Joe was muttering in his sleep when Gwyn reached his side, but for a time his words were unintelligible. Then quite plainly he said,—

“Be good for you, father. The mine will give you something to do, and then you won’t have time to think so much of your old wounds.”

“And if he has got out safely and they never find us, this will be like a new wound for the poor old Major to think about,” mused Gwyn. “How dreadful it is, and how helpless we seem! It’s always the same; gallery after gallery, just alike, and that’s why it’s so puzzling. I wonder whether any of the old miners were ever lost here and starved to death.”

The thought was so horribly suggestive that the perspiration came out in great drops on the boy’s face, and he glanced quickly to right and left, even holding up his lanthorn, fancying for the moment that he might catch sight of some dried-up traces of the poor unfortunates who had struggled on for days, as they had, and then sunk down to rise no more.

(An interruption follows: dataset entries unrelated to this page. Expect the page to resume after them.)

//! Tests for the in-memory store

use std::sync::Arc;
use std::time::Duration;

use chrono::{Duration as ChronoDuration, NaiveTime, TimeZone, Utc};
use prometheus_shift_slots::core::{
    AllocationStore, AllocationTx, Assignment, AssignmentMethod, AssignmentRecord, AssignmentRepository, AssignmentStatus,
    BusinessDayId, ErrorKind, EventId, Instance, InstanceRepository, MemberId, NewSlot, Position,
    PositionRepository, Slot, SlotId, SlotRepository, TenantId,
};
use prometheus_shift_slots::infra::InMemoryStore;

fn t0() -> chrono::DateTime<Utc> {
    Utc.with_ymd_and_hms(2024, 6, 1, 8, 0, 0).unwrap()
}

fn slot(tenant_id: TenantId, business_day_id: BusinessDayId, name: &str, priority: i32) -> NewSlot {
    NewSlot {
        tenant_id,
        business_day_id,
        instance_id: None,
        slot_name: name.to_string(),
        start_time: NaiveTime::from_hms_opt(9, 0, 0).unwrap(),
        end_time: NaiveTime::from_hms_opt(17, 0, 0).unwrap(),
        required_count: 2,
        priority,
    }
}

async fn insert_slot(store: &InMemoryStore, tenant_id: TenantId) -> Slot {
    let slot = Slot::new(t0(), slot(tenant_id, BusinessDayId::new(), "Gate", 1)).unwrap();
    store.insert(&slot).await.unwrap();
    slot
}

fn confirmed(tenant_id: TenantId, slot_id: SlotId, at: chrono::DateTime<Utc>) -> Assignment {
    Assignment::new(at, tenant_id, None, slot_id, MemberId::new(), AssignmentMethod::Manual, false).unwrap()
}

#[tokio::test]
async fn test_slots_ordered_by_priority_then_created_at() {
    let store = InMemoryStore::new();
    let tenant_id = TenantId::new();
    let day = BusinessDayId::new();

    let late_high = Slot::new(t0() + ChronoDuration::minutes(5), slot(tenant_id, day, "late p1", 1)).unwrap();
    let early_high = Slot::new(t0(), slot(tenant_id, day, "early p1", 1)).unwrap();
    let low = Slot::new(t0() + ChronoDuration::minutes(10), slot(tenant_id, day, "p0", 0)).unwrap();
    let other_day = Slot::new(t0(), slot(tenant_id, BusinessDayId::new(), "other", 0)).unwrap();
    for s in [&late_high, &early_high, &low, &other_day] {
        store.insert(s).await.unwrap();
    }

    let names: Vec<String> = store
        .find_by_business_day_id(tenant_id, day)
        .await
        .unwrap()
        .iter()
        .map(|s| s.slot_name().to_string())
        .collect();
    assert_eq!(names, vec!["p0", "early p1", "late p1"]);
}

#[tokio::test]
async fn test_other_tenant_sees_not_found() {
    let store = InMemoryStore::new();
    let tenant_id = TenantId::new();
    let slot = insert_slot(&store, tenant_id).await;

    let err = SlotRepository::find_by_id(&store, TenantId::new(), slot.slot_id())
        .await
        .unwrap_err();
    assert_eq!(err.kind(), ErrorKind::NotFound);

    let mut tx = store.begin().await.unwrap();
    let err = tx.lock_slot(TenantId::new(), slot.slot_id()).await.unwrap_err();
    assert_eq!(err.kind(), ErrorKind::NotFound);
}

#[tokio::test]
async fn test_write_without_lock_is_rejected() {
    let store = InMemoryStore::new();
    let tenant_id = TenantId::new();
    let slot = insert_slot(&store, tenant_id).await;

    let mut tx = store.begin().await.unwrap();
    let err = tx
        .save_assignment(&confirmed(tenant_id, slot.slot_id(), t0()))
        .await
        .unwrap_err();
    assert_eq!(err.kind(), ErrorKind::Backend);
}

#[tokio::test]
async fn test_staged_writes_visible_only_after_commit() {
    let store = InMemoryStore::new();
    let tenant_id = TenantId::new();
    let slot = insert_slot(&store, tenant_id).await;

    let mut tx = store.begin().await.unwrap();
    tx.lock_slot(tenant_id, slot.slot_id()).await.unwrap();
    tx.save_assignment(&confirmed(tenant_id, slot.slot_id(), t0())).await.unwrap();

    assert_eq!(tx.count_confirmed_by_slot_id(tenant_id, slot.slot_id()).await.unwrap(), 1);
    assert_eq!(store.count_confirmed_by_slot_id(tenant_id, slot.slot_id()).await.unwrap(), 0);

    tx.commit().await.unwrap();
    assert_eq!(store.count_confirmed_by_slot_id(tenant_id, slot.slot_id()).await.unwrap(), 1);
}

#[tokio::test]
async fn test_rollback_and_drop_discard_writes() {
    let store = InMemoryStore::with_lock_timeout(Duration::from_millis(50));
    let tenant_id = TenantId::new();
    let slot = insert_slot(&store, tenant_id).await;

    let mut tx = store.begin().await.unwrap();
    tx.lock_slot(tenant_id, slot.slot_id()).await.unwrap();
    tx.save_assignment(&confirmed(tenant_id, slot.slot_id(), t0())).await.unwrap();
    tx.rollback().await.unwrap();

    {
        let mut tx = store.begin().await.unwrap();
        tx.lock_slot(tenant_id, slot.slot_id()).await.unwrap();
        tx.save_assignment(&confirmed(tenant_id, slot.slot_id(), t0())).await.unwrap();
    }

    assert_eq!(store.assignment_row_count(), 0);
    // The lock was released by both paths.
    let mut tx = store.begin().await.unwrap();
    assert!(tx.lock_slot(tenant_id, slot.slot_id()).await.is_ok());
}

#[tokio::test]
async fn test_second_locker_times_out_with_conflict() {
    let store = InMemoryStore::with_lock_timeout(Duration::from_millis(30));
    let tenant_id = TenantId::new();
    let slot = insert_slot(&store, tenant_id).await;

    let mut holder = store.begin().await.unwrap();
    holder.lock_slot(tenant_id, slot.slot_id()).await.unwrap();

    let mut waiter = store.begin().await.unwrap();
    let err = waiter.lock_slot(tenant_id, slot.slot_id()).await.unwrap_err();
    assert_eq!(err.kind(), ErrorKind::Conflict);
    assert!(err.is_retryable());
}

#[tokio::test]
async fn test_history_excludes_deleted_and_keeps_cancelled() {
    let store = InMemoryStore::new();
    let tenant_id = TenantId::new();
    let slot = insert_slot(&store, tenant_id).await;

    let kept = confirmed(tenant_id, slot.slot_id(), t0());
    let mut cancelled = confirmed(tenant_id, slot.slot_id(), t0() + ChronoDuration::minutes(1));
    let mut deleted = confirmed(tenant_id, slot.slot_id(), t0() + ChronoDuration::minutes(2));
    cancelled.cancel(t0() + ChronoDuration::hours(1)).unwrap();
    deleted.delete(t0() + ChronoDuration::hours(1)).unwrap();

    let mut tx = store.begin().await.unwrap();
    tx.lock_slot(tenant_id, slot.slot_id()).await.unwrap();
    for a in [&kept, &cancelled, &deleted] {
        tx.save_assignment(a).await.unwrap();
    }
    tx.commit().await.unwrap();

    let history = store.find_by_slot_id(tenant_id, slot.slot_id()).await.unwrap();
    let ids: Vec<_> = history.iter().map(Assignment::assignment_id).collect();
    assert_eq!(ids, vec![kept.assignment_id(), cancelled.assignment_id()]);

    let live = store.find_confirmed_by_slot_id(tenant_id, slot.slot_id()).await.unwrap();
    assert_eq!(live.len(), 1);
    assert_eq!(live[0].assignment_id(), kept.assignment_id());

    let err = AssignmentRepository::find_by_id(&store, tenant_id, deleted.assignment_id())
        .await
        .unwrap_err();
    assert_eq!(err.kind(), ErrorKind::NotFound);
}

#[tokio::test]
async fn test_inconsistent_row_surfaces_as_invariant_violation() {
    let store = InMemoryStore::new();
    let tenant_id = TenantId::new();
    let slot = insert_slot(&store, tenant_id).await;

    let mut record: AssignmentRecord = confirmed(tenant_id, slot.slot_id(), t0()).to_record();
    record.status = AssignmentStatus::Cancelled;
    let assignment_id = record.assignment_id;
    store.seed_assignment_record(record).await.unwrap();

    let err = AssignmentRepository::find_by_id(&store, tenant_id, assignment_id)
        .await
        .unwrap_err();
    assert_eq!(err.kind(), ErrorKind::InvariantViolation);
}

#[tokio::test]
async fn test_member_lookup_spans_slots() {
    let store = InMemoryStore::new();
    let tenant_id = TenantId::new();
    let first = insert_slot(&store, tenant_id).await;
    let second = insert_slot(&store, tenant_id).await;
    let member_id = MemberId::new();

    for (slot_id, offset) in [(first.slot_id(), 0), (second.slot_id(), 1)] {
        let a = Assignment::new(
            t0() + ChronoDuration::minutes(offset),
            tenant_id,
            None,
            slot_id,
            member_id,
            AssignmentMethod::Auto,
            true,
        )
        .unwrap();
        let mut tx = store.begin().await.unwrap();
        tx.lock_slot(tenant_id, slot_id).await.unwrap();
        tx.save_assignment(&a).await.unwrap();
        tx.commit().await.unwrap();
    }

    let mine = store.find_by_member_id(tenant_id, member_id).await.unwrap();
    assert_eq!(mine.len(), 2);
    assert_eq!(mine[0].slot_id(), first.slot_id());
    assert!(store
        .exists_by_slot_id_and_member_id(tenant_id, second.slot_id(), member_id)
        .await
        .unwrap());
    assert!(store.find_by_member_id(TenantId::new(), member_id).await.unwrap().is_empty());
}

#[tokio::test]
async fn test_instances_and_positions_round_trip() {
    let store = Arc::new(InMemoryStore::new());
    let tenant_id = TenantId::new();
    let event_id = EventId::new();

    let second = Instance::new(t0(), tenant_id, event_id, "Hall B", 2, None).unwrap();
    let mut first = Instance::new(t0(), tenant_id, event_id, "Hall A", 1, Some(40)).unwrap();
    InstanceRepository::save(store.as_ref(), &second).await.unwrap();
    InstanceRepository::save(store.as_ref(), &first).await.unwrap();

    let names: Vec<String> = store
        .find_by_event_id(tenant_id, event_id)
        .await
        .unwrap()
        .iter()
        .map(|i| i.name().to_string())
        .collect();
    assert_eq!(names, vec!["Hall A", "Hall B"]);

    first.delete(t0() + ChronoDuration::days(1)).unwrap();
    InstanceRepository::save(store.as_ref(), &first).await.unwrap();
    assert_eq!(store.find_by_event_id(tenant_id, event_id).await.unwrap().len(), 1);

    let mut usher = Position::new(t0(), tenant_id, "Usher", "", 1).unwrap();
    let cook = Position::new(t0(), tenant_id, "Cook", "Kitchen", 0).unwrap();
    usher.deactivate(t0());
    PositionRepository::save(store.as_ref(), &usher).await.unwrap();
    PositionRepository::save(store.as_ref(), &cook).await.unwrap();

    assert_eq!(store.find_all(tenant_id, false).await.unwrap().len(), 2);
    let active = store.find_all(tenant_id, true).await.unwrap();
    assert_eq!(active.len(), 1);
    assert_eq!(active[0].position_name(), "Cook");

    let err = PositionRepository::find_by_id(store.as_ref(), TenantId::new(), cook.position_id())
        .await
        .unwrap_err();
    assert_eq!(err.kind(), ErrorKind::NotFound);
}

#[tokio::test]
async fn test_seeded_records_respect_capacity_and_duplicates() {
    let store = InMemoryStore::new();
    let tenant_id = TenantId::new();
    let slot = insert_slot(&store, tenant_id).await;

    let first = confirmed(tenant_id, slot.slot_id(), t0()).to_record();
    let mut duplicate = confirmed(tenant_id, slot.slot_id(), t0()).to_record();
    duplicate.member_id = first.member_id;
    store.seed_assignment_record(first).await.unwrap();

    let err = store.seed_assignment_record(duplicate).await.unwrap_err();
    assert_eq!(err.kind(), ErrorKind::DuplicateAssignment);

    let second = confirmed(tenant_id, slot.slot_id(), t0()).to_record();
    store.seed_assignment_record(second).await.unwrap();

    let third = confirmed(tenant_id, slot.slot_id(), t0()).to_record();
    let err = store.seed_assignment_record(third).await.unwrap_err();
    assert_eq!(err.kind(), ErrorKind::CapacityExceeded);
    assert_eq!(store.count_confirmed_by_slot_id(tenant_id, slot.slot_id()).await.unwrap(), 2);

    // Cancelled history does not take a place.
    let mut cancelled = confirmed(tenant_id, slot.slot_id(), t0()).to_record();
    cancelled.status = AssignmentStatus::Cancelled;
    cancelled.cancelled_at = Some(t0());
    store.seed_assignment_record(cancelled).await.unwrap();
    assert_eq!(store.assignment_row_count(), 3);

    let orphan = confirmed(tenant_id, SlotId::new(), t0()).to_record();
    let err = store.seed_assignment_record(orphan).await.unwrap_err();
    assert_eq!(err.kind(), ErrorKind::NotFound);
}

“How horrible!” he muttered; “and how can Joe lie there sleeping, when perhaps our fate may be like theirs?”

But he had unconsciously started another train of thought which set him calculating, and took his attention from the imaginary horrors which had troubled him.

“Wandered about for days and days,” he mused. “It seems like it, but that’s impossible. It can’t be much more than one, or we couldn’t have kept on. We should have been starved to death. We couldn’t have lived on water.”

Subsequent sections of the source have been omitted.